STUDY MATERIAL below:

// File: src/core/algebra/graph.rs
use super::types::*;
use petgraph::graph::{DiGraph, NodeIndex};
use petgraph::algo::toposort;
use petgraph::visit::EdgeRef;
use chrono::Utc;
use std::collections::HashMap;

impl AlgebraGraph {
    pub fn new() -> Self {
        Self {
            graph: DiGraph::new(),
            node_indices: HashMap::new(),
            edge_indices: HashMap::new(),
        }
    }

    fn ensure_vertex(&mut self, name: &str) -> NodeIndex {
        if let Some(&idx) = self.node_indices.get(name) {
            return idx;
        }

        let node = VertexNode {
            name: name.to_string(),
            created_at: Utc::now(),
        };

        let node_idx = self.graph.add_node(node);
        self.node_indices.insert(name.to_string(), node_idx);
        node_idx
    }

    /// Inserts the arc source -> target. Both endpoints become known
    /// vertices; a repeated (source, target) pair overwrites the stored
    /// weight in place.
    pub fn add_edge(&mut self, source: &str, target: &str, weight: f64) {
        let source_idx = self.ensure_vertex(source);
        let target_idx = self.ensure_vertex(target);

        let key = (source.to_string(), target.to_string());
        if let Some(&edge_idx) = self.edge_indices.get(&key) {
            if let Some(edge) = self.graph.edge_weight_mut(edge_idx) {
                edge.weight = weight;
            }
            return;
        }

        let edge = WeightedEdge {
            source: source.to_string(),
            target: target.to_string(),
            weight,
            created_at: Utc::now(),
        };

        let edge_idx = self.graph.add_edge(source_idx, target_idx, edge);
        self.edge_indices.insert(key, edge_idx);
    }

    pub fn has_vertex(&self, name: &str) -> bool {
        self.node_indices.contains_key(name)
    }

    pub fn vertex_names(&self) -> Vec<String> {
        self.node_indices.keys().cloned().collect()
    }

    pub fn vertex_count(&self) -> usize {
        self.graph.node_count()
    }

    pub fn edge_count(&self) -> usize {
        self.graph.edge_count()
    }

    /// Vertices with an arc directed into `name`. Empty for sources and
    /// for names the graph has never seen.
    pub fn predecessors(&self, name: &str) -> Vec<String> {
        let mut predecessors = Vec::new();

        if let Some(&node_idx) = self.node_indices.get(name) {
            for edge in self.graph.edges_directed(node_idx, petgraph::Direction::Incoming) {
                let source_idx = edge.source();
                let source_name = &self.graph[source_idx].name;
                predecessors.push(source_name.clone());
            }
        }

        predecessors
    }

    pub fn edge_weight(&self, source: &str, target: &str) -> Result<f64, AlgebraError> {
        let key = (source.to_string(), target.to_string());
        let edge_idx = self.edge_indices.get(&key)
            .ok_or_else(|| AlgebraError::MissingEdge(source.to_string(), target.to_string()))?;

        self.graph.edge_weight(*edge_idx)
            .map(|edge| edge.weight)
            .ok_or_else(|| AlgebraError::MissingEdge(source.to_string(), target.to_string()))
    }

    pub fn topological_order(&self) -> Result<Vec<String>, AlgebraError> {
        match toposort(&self.graph, None) {
            Ok(order) => {
                Ok(order.into_iter()
                    .map(|idx| self.graph[idx].name.clone())
                    .collect())
            }
            Err(cycle) => {
                let cycle_node = self.graph[cycle.node_id()].name.clone();
                Err(AlgebraError::CircularDependency(vec![cycle_node]))
            }
        }
    }

    /// Graphviz rendering of the annotated graph. Vertices carry their
    /// current weight when the caller has one; edges always carry theirs.
    pub fn to_dot(&self, weights: &HashMap<String, f64>) -> String {
        let mut dot = String::from("digraph WeightedLeavittPathAlgebra {\n");
        dot.push_str("  rankdir=LR;\n  node [shape=box];\n\n");

        let mut names: Vec<&String> = self.node_indices.keys().collect();
        names.sort();

        for name in names {
            let label = match weights.get(name.as_str()) {
                Some(w) => format!("{} = {:.2}", name, w),
                None => name.to_string(),
            };
            dot.push_str(&format!("  \"{}\" [label=\"{}\"];\n", name, label));
        }

        dot.push_str("\n");

        for edge in self.graph.edge_references() {
            let source = &self.graph[edge.source()].name;
            let target = &self.graph[edge.target()].name;
            let weight = edge.weight().weight;

            dot.push_str(&format!(
                "  \"{}\" -> \"{}\" [label=\"{:.2}\"];\n",
                source, target, weight
            ));
        }

        dot.push_str("}\n");
        dot
    }
}

#[cfg(test)]
mod tests {
    use super::*;

    #[test]
    fn test_add_edge_registers_both_endpoints() {
        let mut graph = AlgebraGraph::new();
        graph.add_edge("a", "b", 1.0);

        assert!(graph.has_vertex("a"));
        assert!(graph.has_vertex("b"));
        assert_eq!(graph.vertex_count(), 2);
        assert_eq!(graph.edge_count(), 1);
    }

    #[test]
    fn test_duplicate_edge_overwrites_weight() {
        let mut graph = AlgebraGraph::new();
        graph.add_edge("a", "b", 1.0);
        graph.add_edge("a", "b", 7.5);

        assert_eq!(graph.edge_count(), 1);
        assert_eq!(graph.edge_weight("a", "b").unwrap(), 7.5);
    }

    #[test]
    fn test_predecessors_of_unknown_vertex_is_empty() {
        let graph = AlgebraGraph::new();
        assert!(graph.predecessors("ghost").is_empty());
    }

    #[test]
    fn test_predecessors_collects_incoming_arcs() {
        let mut graph = AlgebraGraph::new();
        graph.add_edge("a", "c", 1.0);
        graph.add_edge("b", "c", 2.0);
        graph.add_edge("c", "d", 3.0);

        let mut preds = graph.predecessors("c");
        preds.sort();
        assert_eq!(preds, vec!["a".to_string(), "b".to_string()]);
        assert!(graph.predecessors("a").is_empty());
    }

    #[test]
    fn test_edge_weight_missing_arc() {
        let mut graph = AlgebraGraph::new();
        graph.add_edge("a", "b", 1.0);

        assert!(matches!(
            graph.edge_weight("b", "a"),
            Err(AlgebraError::MissingEdge(_, _))
        ));
    }

    #[test]
    fn test_topological_order_respects_arcs() {
        let mut graph = AlgebraGraph::new();
        graph.add_edge("a", "b", 1.0);
        graph.add_edge("b", "c", 1.0);

        let order = graph.topological_order().unwrap();
        let pos = |name: &str| order.iter().position(|v| v == name).unwrap();
        assert!(pos("a") < pos("b"));
        assert!(pos("b") < pos("c"));
    }

    #[test]
    fn test_topological_order_rejects_cycle() {
        let mut graph = AlgebraGraph::new();
        graph.add_edge("a", "b", 1.0);
        graph.add_edge("b", "a", 1.0);

        assert!(matches!(
            graph.topological_order(),
            Err(AlgebraError::CircularDependency(_))
        ));
    }

    #[test]
    fn test_to_dot_labels_vertices_and_edges() {
        let mut graph = AlgebraGraph::new();
        graph.add_edge("v1", "v2", 2.5);

        let mut weights = HashMap::new();
        weights.insert("v1".to_string(), 0.0);

        let dot = graph.to_dot(&weights);
        assert!(dot.contains("\"v1\" [label=\"v1 = 0.00\"]"));
        assert!(dot.contains("\"v2\" [label=\"v2\"]"));
        assert!(dot.contains("\"v1\" -> \"v2\" [label=\"2.50\"]"));
    }
}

End of STUDY MATERIAL.

Would you print all of the records exactly as they were given?

// File: src/core/algebra/graph.rs
use super::types::*;
use petgraph::graph::{DiGraph, NodeIndex};
use petgraph::algo::toposort;
use petgraph::visit::EdgeRef;
use chrono::Utc;
use std::collections::HashMap;

impl AlgebraGraph {
    pub fn new() -> Self {
        Self {
            graph: DiGraph::new(),
            node_indices: HashMap::new(),
            edge_indices: HashMap::new(),
        }
    }

    fn ensure_vertex(&mut self, name: &str) -> NodeIndex {
        if let Some(&idx) = self.node_indices.get(name) {
            return idx;
        }

        let node = VertexNode {
            name: name.to_string(),
            created_at: Utc::now(),
        };

        let node_idx = self.graph.add_node(node);
        self.node_indices.insert(name.to_string(), node_idx);
        node_idx
    }

    /// Inserts the arc source -> target. Both endpoints become known
    /// vertices; a repeated (source, target) pair overwrites the stored
    /// weight in place.
    pub fn add_edge(&mut self, source: &str, target: &str, weight: f64) {
        let source_idx = self.ensure_vertex(source);
        let target_idx = self.ensure_vertex(target);

        let key = (source.to_string(), target.to_string());
        if let Some(&edge_idx) = self.edge_indices.get(&key) {
            if let Some(edge) = self.graph.edge_weight_mut(edge_idx) {
                edge.weight = weight;
            }
            return;
        }

        let edge = WeightedEdge {
            source: source.to_string(),
            target: target.to_string(),
            weight,
            created_at: Utc::now(),
        };

        let edge_idx = self.graph.add_edge(source_idx, target_idx, edge);
        self.edge_indices.insert(key, edge_idx);
    }

    pub fn has_vertex(&self, name: &str) -> bool {
        self.node_indices.contains_key(name)
    }

    pub fn vertex_names(&self) -> Vec<String> {
        self.node_indices.keys().cloned().collect()
    }

    pub fn vertex_count(&self) -> usize {
        self.graph.node_count()
    }

    pub fn edge_count(&self) -> usize {
        self.graph.edge_count()
    }

    /// Vertices with an arc directed into `name`. Empty for sources and
    /// for names the graph has never seen.
    pub fn predecessors(&self, name: &str) -> Vec<String> {
        let mut predecessors = Vec::new();

        if let Some(&node_idx) = self.node_indices.get(name) {
            for edge in self.graph.edges_directed(node_idx, petgraph::Direction::Incoming) {
                let source_idx = edge.source();
                let source_name = &self.graph[source_idx].name;
                predecessors.push(source_name.clone());
            }
        }

        predecessors
    }

    pub fn edge_weight(&self, source: &str, target: &str) -> Result<f64, AlgebraError> {
        let key = (source.to_string(), target.to_string());
        let edge_idx = self.edge_indices.get(&key)
            .ok_or_else(|| AlgebraError::MissingEdge(source.to_string(), target.to_string()))?;

        self.graph.edge_weight(*edge_idx)
            .map(|edge| edge.weight)
            .ok_or_else(|| AlgebraError::MissingEdge(source.to_string(), target.to_string()))
    }

    pub fn topological_order(&self) -> Result<Vec<String>, AlgebraError> {
        match toposort(&self.graph, None) {
            Ok(order) => {
                Ok(order.into_iter()
                    .map(|idx| self.graph[idx].name.clone())
                    .collect())
            }
            Err(cycle) => {
                let cycle_node = self.graph[cycle.node_id()].name.clone();
                Err(AlgebraError::CircularDependency(vec![cycle_node]))
            }
        }
    }

    /// Graphviz rendering of the annotated graph. Vertices carry their
    /// current weight when the caller has one; edges always carry theirs.
    pub fn to_dot(&self, weights: &HashMap<String, f64>) -> String {
        let mut dot = String::from("digraph WeightedLeavittPathAlgebra {\n");
        dot.push_str("  rankdir=LR;\n  node [shape=box];\n\n");

        let mut names: Vec<&String> = self.node_indices.keys().collect();
        names.sort();

        for name in names {
            let label = match weights.get(name.as_str()) {
                Some(w) => format!("{} = {:.2}", name, w),
                None => name.to_string(),
            };
            dot.push_str(&format!("  \"{}\" [label=\"{}\"];\n", name, label));
        }

        dot.push_str("\n");

        for edge in self.graph.edge_references() {
            let source = &self.graph[edge.source()].name;
            let target = &self.graph[edge.target()].name;
            let weight = edge.weight().weight;

            dot.push_str(&format!(
                "  \"{}\" -> \"{}\" [label=\"{:.2}\"];\n",
                source, target, weight
            ));
        }

        dot.push_str("}\n");
        dot
    }
}

#[cfg(test)]
mod tests {
    use super::*;

    #[test]
    fn test_add_edge_registers_both_endpoints() {
        let mut graph = AlgebraGraph::new();
        graph.add_edge("a", "b", 1.0);

        assert!(graph.has_vertex("a"));
        assert!(graph.has_vertex("b"));
        assert_eq!(graph.vertex_count(), 2);
        assert_eq!(graph.edge_count(), 1);
    }

    #[test]
    fn test_duplicate_edge_overwrites_weight() {
        let mut graph = AlgebraGraph::new();
        graph.add_edge("a", "b", 1.0);
        graph.add_edge("a", "b", 7.5);

        assert_eq!(graph.edge_count(), 1);
        assert_eq!(graph.edge_weight("a", "b").unwrap(), 7.5);
    }

    #[test]
    fn test_predecessors_of_unknown_vertex_is_empty() {
        let graph = AlgebraGraph::new();
        assert!(graph.predecessors("ghost").is_empty());
    }

    #[test]
    fn test_predecessors_collects_incoming_arcs() {
        let mut graph = AlgebraGraph::new();
        graph.add_edge("a", "c", 1.0);
        graph.add_edge("b", "c", 2.0);
        graph.add_edge("c", "d", 3.0);

        let mut preds = graph.predecessors("c");
        preds.sort();
        assert_eq!(preds, vec!["a".to_string(), "b".to_string()]);
        assert!(graph.predecessors("a").is_empty());
    }

    #[test]
    fn test_edge_weight_missing_arc() {
        let mut graph = AlgebraGraph::new();
        graph.add_edge("a", "b", 1.0);

        assert!(matches!(
            graph.edge_weight("b", "a"),
            Err(AlgebraError::MissingEdge(_, _))
        ));
    }

    #[test]
    fn test_topological_order_respects_arcs() {
        let mut graph = AlgebraGraph::new();
        graph.add_edge("a", "b", 1.0);
        graph.add_edge("b", "c", 1.0);

        let order = graph.topological_order().unwrap();
        let pos = |name: &str| order.iter().position(|v| v == name).unwrap();
        assert!(pos("a") < pos("b"));
        assert!(pos("b") < pos("c"));
    }

    #[test]
    fn test_topological_order_rejects_cycle() {
        let mut graph = AlgebraGraph::new();
        graph.add_edge("a", "b", 1.0);
        graph.add_edge("b", "a", 1.0);

        assert!(matches!(
            graph.topological_order(),
            Err(AlgebraError::CircularDependency(_))
        ));
    }

    #[test]
    fn test_to_dot_labels_vertices_and_edges() {
        let mut graph = AlgebraGraph::new();
        graph.add_edge("v1", "v2", 2.5);

        let mut weights = HashMap::new();
        weights.insert("v1".to_string(), 0.0);

        let dot = graph.to_dot(&weights);
        assert!(dot.contains("\"v1\" [label=\"v1 = 0.00\"]"));
        assert!(dot.contains("\"v2\" [label=\"v2\"]"));
        assert!(dot.contains("\"v1\" -> \"v2\" [label=\"2.50\"]"));
    }
}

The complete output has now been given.